* [Data to process]:

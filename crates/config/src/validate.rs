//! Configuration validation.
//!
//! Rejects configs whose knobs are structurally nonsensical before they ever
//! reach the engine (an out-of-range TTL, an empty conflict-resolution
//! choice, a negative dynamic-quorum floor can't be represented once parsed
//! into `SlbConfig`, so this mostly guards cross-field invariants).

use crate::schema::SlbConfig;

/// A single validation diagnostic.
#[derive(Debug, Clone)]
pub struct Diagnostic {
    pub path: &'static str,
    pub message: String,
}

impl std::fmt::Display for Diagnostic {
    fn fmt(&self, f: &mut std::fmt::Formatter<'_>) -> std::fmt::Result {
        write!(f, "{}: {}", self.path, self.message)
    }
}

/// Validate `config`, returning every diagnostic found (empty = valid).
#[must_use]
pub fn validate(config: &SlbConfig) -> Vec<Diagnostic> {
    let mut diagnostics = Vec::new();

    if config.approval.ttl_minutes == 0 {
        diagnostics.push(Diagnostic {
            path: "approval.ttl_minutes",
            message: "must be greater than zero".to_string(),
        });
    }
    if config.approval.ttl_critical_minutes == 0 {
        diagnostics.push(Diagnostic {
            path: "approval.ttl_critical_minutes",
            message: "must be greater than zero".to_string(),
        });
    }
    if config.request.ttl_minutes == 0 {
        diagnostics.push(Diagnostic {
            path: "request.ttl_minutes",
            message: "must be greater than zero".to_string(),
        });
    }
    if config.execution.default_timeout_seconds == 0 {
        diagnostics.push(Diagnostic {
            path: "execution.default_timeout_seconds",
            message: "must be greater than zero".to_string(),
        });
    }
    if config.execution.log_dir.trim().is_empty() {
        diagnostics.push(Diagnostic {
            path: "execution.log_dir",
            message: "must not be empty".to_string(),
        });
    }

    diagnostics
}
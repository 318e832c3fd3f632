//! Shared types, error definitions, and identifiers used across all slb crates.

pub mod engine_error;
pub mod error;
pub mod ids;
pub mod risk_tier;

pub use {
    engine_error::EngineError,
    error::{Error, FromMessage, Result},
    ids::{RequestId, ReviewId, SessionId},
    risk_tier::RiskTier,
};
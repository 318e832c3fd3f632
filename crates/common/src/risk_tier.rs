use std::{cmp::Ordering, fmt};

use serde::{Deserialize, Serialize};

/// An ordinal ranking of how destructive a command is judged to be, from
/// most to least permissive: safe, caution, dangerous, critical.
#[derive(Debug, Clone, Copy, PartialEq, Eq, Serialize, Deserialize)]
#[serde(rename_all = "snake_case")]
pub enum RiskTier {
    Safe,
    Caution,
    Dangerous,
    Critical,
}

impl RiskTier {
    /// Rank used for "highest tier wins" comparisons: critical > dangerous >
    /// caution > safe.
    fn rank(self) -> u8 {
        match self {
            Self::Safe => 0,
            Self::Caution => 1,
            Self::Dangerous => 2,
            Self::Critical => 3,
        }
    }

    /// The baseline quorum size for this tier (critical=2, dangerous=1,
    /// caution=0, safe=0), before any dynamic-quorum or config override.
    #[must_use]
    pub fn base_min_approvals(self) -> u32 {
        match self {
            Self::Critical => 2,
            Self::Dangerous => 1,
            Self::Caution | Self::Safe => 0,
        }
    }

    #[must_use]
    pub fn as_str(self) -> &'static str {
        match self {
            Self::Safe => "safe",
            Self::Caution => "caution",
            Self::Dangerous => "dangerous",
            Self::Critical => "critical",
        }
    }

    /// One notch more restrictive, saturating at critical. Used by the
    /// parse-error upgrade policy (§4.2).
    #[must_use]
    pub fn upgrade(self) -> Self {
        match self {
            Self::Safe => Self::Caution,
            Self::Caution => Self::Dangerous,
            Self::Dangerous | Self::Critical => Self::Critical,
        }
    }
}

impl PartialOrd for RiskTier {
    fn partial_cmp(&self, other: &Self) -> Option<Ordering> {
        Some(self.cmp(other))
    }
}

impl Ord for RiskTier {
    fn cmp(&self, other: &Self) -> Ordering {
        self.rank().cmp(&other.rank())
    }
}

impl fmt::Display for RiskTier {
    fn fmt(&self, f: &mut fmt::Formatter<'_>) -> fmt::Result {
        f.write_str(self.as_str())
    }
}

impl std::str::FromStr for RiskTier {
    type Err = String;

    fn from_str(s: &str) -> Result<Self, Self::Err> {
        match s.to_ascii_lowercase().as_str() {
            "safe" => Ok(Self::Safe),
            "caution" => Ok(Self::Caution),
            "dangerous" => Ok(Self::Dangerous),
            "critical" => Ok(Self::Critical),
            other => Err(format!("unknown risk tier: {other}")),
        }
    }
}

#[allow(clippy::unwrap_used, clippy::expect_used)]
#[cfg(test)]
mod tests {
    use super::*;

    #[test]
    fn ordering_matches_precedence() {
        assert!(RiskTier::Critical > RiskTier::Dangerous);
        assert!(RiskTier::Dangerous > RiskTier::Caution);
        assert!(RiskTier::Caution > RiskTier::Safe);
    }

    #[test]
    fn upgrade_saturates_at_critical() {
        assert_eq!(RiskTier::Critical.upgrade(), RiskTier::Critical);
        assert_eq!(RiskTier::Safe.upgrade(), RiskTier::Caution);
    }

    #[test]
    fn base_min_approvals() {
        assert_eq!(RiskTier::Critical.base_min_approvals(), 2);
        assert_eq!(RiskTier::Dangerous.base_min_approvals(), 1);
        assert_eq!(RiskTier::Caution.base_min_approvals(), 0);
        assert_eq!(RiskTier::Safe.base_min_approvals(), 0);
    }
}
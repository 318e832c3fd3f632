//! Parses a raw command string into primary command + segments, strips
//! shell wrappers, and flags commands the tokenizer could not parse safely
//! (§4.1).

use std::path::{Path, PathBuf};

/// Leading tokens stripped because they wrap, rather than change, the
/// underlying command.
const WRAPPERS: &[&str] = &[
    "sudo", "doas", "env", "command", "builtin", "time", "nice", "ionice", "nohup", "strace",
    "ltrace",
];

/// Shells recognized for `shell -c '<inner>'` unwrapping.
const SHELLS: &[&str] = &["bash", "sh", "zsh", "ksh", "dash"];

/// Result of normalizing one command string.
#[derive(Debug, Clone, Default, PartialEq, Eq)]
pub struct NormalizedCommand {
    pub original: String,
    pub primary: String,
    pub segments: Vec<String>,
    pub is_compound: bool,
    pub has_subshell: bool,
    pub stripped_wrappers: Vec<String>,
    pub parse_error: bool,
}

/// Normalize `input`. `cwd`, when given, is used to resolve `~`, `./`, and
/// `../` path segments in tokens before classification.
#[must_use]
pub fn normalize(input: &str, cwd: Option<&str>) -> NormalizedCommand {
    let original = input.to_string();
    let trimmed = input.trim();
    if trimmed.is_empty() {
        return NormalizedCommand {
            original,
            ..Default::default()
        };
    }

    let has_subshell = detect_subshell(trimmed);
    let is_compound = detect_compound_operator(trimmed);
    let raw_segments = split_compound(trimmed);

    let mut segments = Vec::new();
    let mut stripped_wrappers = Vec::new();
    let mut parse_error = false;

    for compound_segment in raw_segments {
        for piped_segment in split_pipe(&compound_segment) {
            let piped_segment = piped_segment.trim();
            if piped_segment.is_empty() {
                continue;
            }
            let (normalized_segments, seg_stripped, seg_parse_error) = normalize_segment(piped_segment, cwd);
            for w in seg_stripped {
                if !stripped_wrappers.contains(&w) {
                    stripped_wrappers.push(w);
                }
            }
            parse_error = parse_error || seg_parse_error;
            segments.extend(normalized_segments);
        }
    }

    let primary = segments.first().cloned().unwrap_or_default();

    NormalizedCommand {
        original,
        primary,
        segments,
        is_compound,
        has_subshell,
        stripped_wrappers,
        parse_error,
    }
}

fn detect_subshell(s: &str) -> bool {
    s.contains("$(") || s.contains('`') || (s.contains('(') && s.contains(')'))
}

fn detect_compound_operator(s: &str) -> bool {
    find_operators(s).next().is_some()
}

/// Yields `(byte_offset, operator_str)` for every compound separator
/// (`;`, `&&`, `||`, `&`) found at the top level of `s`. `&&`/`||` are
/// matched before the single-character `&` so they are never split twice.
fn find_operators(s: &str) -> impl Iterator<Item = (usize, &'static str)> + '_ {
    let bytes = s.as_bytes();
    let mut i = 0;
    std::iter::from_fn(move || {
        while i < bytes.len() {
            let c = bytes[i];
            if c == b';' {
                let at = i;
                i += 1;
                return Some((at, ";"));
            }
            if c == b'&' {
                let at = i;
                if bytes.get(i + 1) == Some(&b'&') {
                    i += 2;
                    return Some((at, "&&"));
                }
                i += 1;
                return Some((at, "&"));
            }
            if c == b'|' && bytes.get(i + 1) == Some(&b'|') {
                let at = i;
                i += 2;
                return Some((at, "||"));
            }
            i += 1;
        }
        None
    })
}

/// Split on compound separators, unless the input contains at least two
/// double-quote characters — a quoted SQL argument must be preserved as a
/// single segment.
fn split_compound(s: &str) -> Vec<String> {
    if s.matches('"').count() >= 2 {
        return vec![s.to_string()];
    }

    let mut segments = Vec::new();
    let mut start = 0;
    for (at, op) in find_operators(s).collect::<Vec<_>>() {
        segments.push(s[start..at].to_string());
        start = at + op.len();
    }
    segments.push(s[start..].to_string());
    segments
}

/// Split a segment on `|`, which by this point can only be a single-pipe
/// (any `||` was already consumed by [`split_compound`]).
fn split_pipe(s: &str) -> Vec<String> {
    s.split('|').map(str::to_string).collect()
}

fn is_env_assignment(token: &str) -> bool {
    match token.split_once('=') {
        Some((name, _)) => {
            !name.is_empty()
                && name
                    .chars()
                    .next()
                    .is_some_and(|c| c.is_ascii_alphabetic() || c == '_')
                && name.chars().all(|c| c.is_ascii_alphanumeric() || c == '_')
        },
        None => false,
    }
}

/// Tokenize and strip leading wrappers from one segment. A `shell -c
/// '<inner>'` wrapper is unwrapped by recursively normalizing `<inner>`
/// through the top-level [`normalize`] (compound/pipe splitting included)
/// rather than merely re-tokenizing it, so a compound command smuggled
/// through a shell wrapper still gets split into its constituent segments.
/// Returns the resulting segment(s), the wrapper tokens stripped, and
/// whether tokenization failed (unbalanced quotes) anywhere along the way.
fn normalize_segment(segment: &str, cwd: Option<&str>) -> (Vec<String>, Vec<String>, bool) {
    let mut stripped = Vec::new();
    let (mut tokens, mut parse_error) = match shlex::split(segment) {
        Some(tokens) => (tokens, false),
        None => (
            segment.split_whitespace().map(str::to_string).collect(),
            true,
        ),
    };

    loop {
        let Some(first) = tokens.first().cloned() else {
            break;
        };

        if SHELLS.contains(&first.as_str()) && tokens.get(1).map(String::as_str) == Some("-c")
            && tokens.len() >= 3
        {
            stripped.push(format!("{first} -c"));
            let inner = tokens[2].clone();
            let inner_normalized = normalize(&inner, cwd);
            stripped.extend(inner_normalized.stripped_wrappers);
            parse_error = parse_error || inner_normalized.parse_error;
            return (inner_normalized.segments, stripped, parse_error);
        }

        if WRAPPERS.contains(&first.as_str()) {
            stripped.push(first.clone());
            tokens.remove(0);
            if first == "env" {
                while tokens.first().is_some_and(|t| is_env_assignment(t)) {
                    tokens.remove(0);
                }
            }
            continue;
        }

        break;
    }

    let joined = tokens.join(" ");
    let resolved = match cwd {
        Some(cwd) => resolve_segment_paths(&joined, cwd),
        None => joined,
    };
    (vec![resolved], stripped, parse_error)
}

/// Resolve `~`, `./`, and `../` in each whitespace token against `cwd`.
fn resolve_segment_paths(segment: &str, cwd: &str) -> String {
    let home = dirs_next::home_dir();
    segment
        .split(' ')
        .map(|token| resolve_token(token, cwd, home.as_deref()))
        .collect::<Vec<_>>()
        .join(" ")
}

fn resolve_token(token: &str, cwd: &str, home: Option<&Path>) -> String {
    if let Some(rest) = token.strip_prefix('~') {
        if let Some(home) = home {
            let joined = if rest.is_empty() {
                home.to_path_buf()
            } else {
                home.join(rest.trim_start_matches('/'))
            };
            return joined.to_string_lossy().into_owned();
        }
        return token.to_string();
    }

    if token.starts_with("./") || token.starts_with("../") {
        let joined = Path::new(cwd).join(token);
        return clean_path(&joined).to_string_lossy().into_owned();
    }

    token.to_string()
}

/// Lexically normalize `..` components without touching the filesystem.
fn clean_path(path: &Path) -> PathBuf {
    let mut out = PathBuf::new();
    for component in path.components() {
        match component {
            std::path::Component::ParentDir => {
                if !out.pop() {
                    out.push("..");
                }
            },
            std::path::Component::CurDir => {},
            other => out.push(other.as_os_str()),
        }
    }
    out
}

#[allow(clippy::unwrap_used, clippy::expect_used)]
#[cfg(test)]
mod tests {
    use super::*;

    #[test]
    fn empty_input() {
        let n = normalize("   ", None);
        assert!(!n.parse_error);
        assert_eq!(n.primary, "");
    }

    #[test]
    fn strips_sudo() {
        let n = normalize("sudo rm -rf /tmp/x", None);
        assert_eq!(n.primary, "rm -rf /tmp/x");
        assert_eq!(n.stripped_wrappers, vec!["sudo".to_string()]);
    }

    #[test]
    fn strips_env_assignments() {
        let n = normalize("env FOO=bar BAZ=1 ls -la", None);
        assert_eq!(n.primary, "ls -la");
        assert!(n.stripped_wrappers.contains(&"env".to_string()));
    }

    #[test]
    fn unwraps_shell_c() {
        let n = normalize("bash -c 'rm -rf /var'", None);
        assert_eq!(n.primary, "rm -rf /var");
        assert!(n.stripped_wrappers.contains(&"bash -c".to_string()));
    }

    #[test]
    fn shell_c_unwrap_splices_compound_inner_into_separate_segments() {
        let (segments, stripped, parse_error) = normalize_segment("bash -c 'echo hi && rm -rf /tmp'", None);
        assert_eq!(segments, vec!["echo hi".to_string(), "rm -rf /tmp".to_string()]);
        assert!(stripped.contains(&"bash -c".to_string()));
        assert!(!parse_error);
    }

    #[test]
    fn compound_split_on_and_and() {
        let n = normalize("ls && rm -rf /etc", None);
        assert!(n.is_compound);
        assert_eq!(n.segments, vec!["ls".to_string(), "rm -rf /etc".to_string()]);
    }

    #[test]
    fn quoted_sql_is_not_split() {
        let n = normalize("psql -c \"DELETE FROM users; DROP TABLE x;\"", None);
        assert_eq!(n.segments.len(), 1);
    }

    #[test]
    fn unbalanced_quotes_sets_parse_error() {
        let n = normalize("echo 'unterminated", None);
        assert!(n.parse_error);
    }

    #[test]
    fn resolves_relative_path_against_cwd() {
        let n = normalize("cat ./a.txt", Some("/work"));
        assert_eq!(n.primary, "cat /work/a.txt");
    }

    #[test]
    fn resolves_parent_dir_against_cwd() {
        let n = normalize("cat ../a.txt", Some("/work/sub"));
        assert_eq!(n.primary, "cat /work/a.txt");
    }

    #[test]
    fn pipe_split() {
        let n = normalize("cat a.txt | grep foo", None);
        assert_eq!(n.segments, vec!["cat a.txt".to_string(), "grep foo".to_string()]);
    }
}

* [What the task requires]: In the entries above, find lines with "joined" and copy each.

* [Task output]:
    let joined = tokens.join(" ");
        Some(cwd) => resolve_segment_paths(&joined, cwd),
        None => joined,
            let joined = if rest.is_empty() {
            return joined.to_string_lossy().into_owned();
        let joined = Path::new(cwd).join(token);
        return clean_path(&joined).to_string_lossy().into_owned();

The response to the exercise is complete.